Problem to solve ▸
Count how many lines in the entries below hold "EntryVisitor". Only the number belongs in the answer.

Dataset entries

[Start of Attachment]

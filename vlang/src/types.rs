//! Core message-table types.
//! Loaders and extractors produce these; the translator reads them.

use std::{collections::BTreeMap, fmt::Display, marker::PhantomData};

use serde::{
    Deserialize, Deserializer, Serialize, Serializer,
    de::{
        self, MapAccess, SeqAccess, Visitor,
        value::{MapAccessDeserializer, SeqAccessDeserializer},
    },
    ser::SerializeMap,
};

/// A count used to select a pluralized variant.
///
/// Counts are plain numbers; numeric strings can be coerced with
/// [`Count::parse`].
#[derive(Debug, Clone, Copy, PartialEq, PartialOrd)]
pub struct Count(f64);

impl Count {
    pub fn new(value: f64) -> Self {
        Count(value)
    }

    pub fn value(self) -> f64 {
        self.0
    }

    /// Coerces a numeric string. Anything that is not a number yields `None`,
    /// which callers treat as "no count".
    pub fn parse(s: &str) -> Option<Count> {
        s.trim()
            .parse::<f64>()
            .ok()
            .filter(|v| !v.is_nan())
            .map(Count)
    }
}

macro_rules! count_from {
    ($($t:ty),*) => {
        $(impl From<$t> for Count {
            fn from(value: $t) -> Self {
                Count(value as f64)
            }
        })*
    };
}

count_from!(i32, u32, i64, u64, usize, f32, f64);

// Large magnitudes print in full decimal (`1e21` as `1000000000000000000000`).
impl Display for Count {
    fn fmt(&self, f: &mut std::fmt::Formatter<'_>) -> std::fmt::Result {
        if self.0 == 0.0 {
            // Also covers `-0.0`.
            return f.write_str("0");
        }
        write!(f, "{}", self.0)
    }
}

/// Range expression → value, in authoring order.
///
/// Order matters: the pluralizer returns the first matching range.
#[derive(Debug, Clone, PartialEq, Eq)]
pub struct RangeMap<V> {
    entries: Vec<(String, V)>,
}

/// The variants of a pluralized message.
pub type PluralForms = RangeMap<String>;

impl<V> Default for RangeMap<V> {
    fn default() -> Self {
        RangeMap {
            entries: Vec::new(),
        }
    }
}

impl<V> RangeMap<V> {
    pub fn new<R, T>(entries: impl IntoIterator<Item = (R, T)>) -> Self
    where
        R: Into<String>,
        T: Into<V>,
    {
        let mut out = RangeMap::default();
        for (range, value) in entries {
            out.insert(range, value);
        }
        out
    }

    /// Sets the value for `range`. An existing range keeps its position.
    pub fn insert(&mut self, range: impl Into<String>, value: impl Into<V>) {
        let range = range.into();
        let value = value.into();
        match self.entries.iter_mut().find(|(r, _)| *r == range) {
            Some((_, existing)) => *existing = value,
            None => self.entries.push((range, value)),
        }
    }

    pub fn get(&self, range: &str) -> Option<&V> {
        self.entries
            .iter()
            .find(|(r, _)| r == range)
            .map(|(_, v)| v)
    }

    pub fn iter(&self) -> impl Iterator<Item = (&str, &V)> {
        self.entries.iter().map(|(r, v)| (r.as_str(), v))
    }

    pub fn ranges(&self) -> impl Iterator<Item = &str> {
        self.entries.iter().map(|(r, _)| r.as_str())
    }

    pub fn len(&self) -> usize {
        self.entries.len()
    }

    pub fn is_empty(&self) -> bool {
        self.entries.is_empty()
    }
}

impl<V> FromIterator<(String, V)> for RangeMap<V> {
    fn from_iter<I: IntoIterator<Item = (String, V)>>(iter: I) -> Self {
        RangeMap::new(iter)
    }
}

impl<V: Serialize> Serialize for RangeMap<V> {
    fn serialize<S: Serializer>(&self, serializer: S) -> Result<S::Ok, S::Error> {
        let mut map = serializer.serialize_map(Some(self.entries.len()))?;
        for (range, value) in &self.entries {
            map.serialize_entry(range, value)?;
        }
        map.end()
    }
}

impl<'de, V: Deserialize<'de>> Deserialize<'de> for RangeMap<V> {
    fn deserialize<D: Deserializer<'de>>(deserializer: D) -> Result<Self, D::Error> {
        let ordered = Ordered::<V>::deserialize(deserializer)?;
        Ok(RangeMap::new(ordered.0))
    }
}

/// One translatable message.
///
/// Scalars that are not strings (`YEAR: 2020`, `OK: true`) are read as
/// static text, in entries and in plural variants alike.
#[derive(Debug, Clone, PartialEq, Eq, Serialize)]
#[serde(untagged)]
pub enum MessageEntry {
    /// Text that does not depend on a count.
    Static(String),

    /// Text chosen by matching a count against range expressions.
    Pluralized(PluralForms),
}

impl MessageEntry {
    pub fn is_pluralized(&self) -> bool {
        matches!(self, MessageEntry::Pluralized(_))
    }

    pub fn as_static(&self) -> Option<&str> {
        match self {
            MessageEntry::Static(text) => Some(text),
            MessageEntry::Pluralized(_) => None,
        }
    }
}

impl<'de> Deserialize<'de> for MessageEntry {
    fn deserialize<D: Deserializer<'de>>(deserializer: D) -> Result<Self, D::Error> {
        struct EntryVisitor;

        impl<'de> Visitor<'de> for EntryVisitor {
            type Value = MessageEntry;

            fn expecting(&self, f: &mut std::fmt::Formatter) -> std::fmt::Result {
                f.write_str("a string or a map of range expressions to strings")
            }

            fn visit_str<E: de::Error>(self, v: &str) -> Result<Self::Value, E> {
                Ok(MessageEntry::Static(v.to_string()))
            }

            fn visit_string<E: de::Error>(self, v: String) -> Result<Self::Value, E> {
                Ok(MessageEntry::Static(v))
            }

            fn visit_bool<E: de::Error>(self, v: bool) -> Result<Self::Value, E> {
                Ok(MessageEntry::Static(v.to_string()))
            }

            fn visit_i64<E: de::Error>(self, v: i64) -> Result<Self::Value, E> {
                Ok(MessageEntry::Static(v.to_string()))
            }

            fn visit_u64<E: de::Error>(self, v: u64) -> Result<Self::Value, E> {
                Ok(MessageEntry::Static(v.to_string()))
            }

            fn visit_f64<E: de::Error>(self, v: f64) -> Result<Self::Value, E> {
                Ok(MessageEntry::Static(v.to_string()))
            }

            fn visit_map<A: MapAccess<'de>>(self, map: A) -> Result<Self::Value, A::Error> {
                let forms = Ordered::<ScalarText>::deserialize(MapAccessDeserializer::new(map))?;
                Ok(MessageEntry::Pluralized(
                    forms.0.into_iter().map(|(range, text)| (range, text.0)).collect(),
                ))
            }
        }

        deserializer.deserialize_any(EntryVisitor)
    }
}

impl From<&str> for MessageEntry {
    fn from(value: &str) -> Self {
        MessageEntry::Static(value.to_string())
    }
}

impl From<String> for MessageEntry {
    fn from(value: String) -> Self {
        MessageEntry::Static(value)
    }
}

impl From<PluralForms> for MessageEntry {
    fn from(value: PluralForms) -> Self {
        MessageEntry::Pluralized(value)
    }
}

/// All messages of one locale (a "bucket").
#[derive(Debug, Clone, PartialEq, Eq, Deserialize, Serialize)]
pub struct LocaleMessages {
    /// Locale identifier, e.g. `en`, `fr-CA`, `pt_BR`.
    #[serde(alias = "lang")]
    pub locale: String,

    #[serde(default)]
    pub messages: BTreeMap<String, MessageEntry>,
}

impl LocaleMessages {
    pub fn new(locale: impl Into<String>) -> Self {
        LocaleMessages {
            locale: locale.into(),
            messages: BTreeMap::new(),
        }
    }

    /// Adds a message, returning `self` for chaining.
    pub fn with(mut self, key: impl Into<String>, entry: impl Into<MessageEntry>) -> Self {
        self.messages.insert(key.into(), entry.into());
        self
    }

    pub fn get(&self, key: &str) -> Option<&MessageEntry> {
        self.messages.get(key)
    }
}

[End of Attachment]

Exercise output ▸
3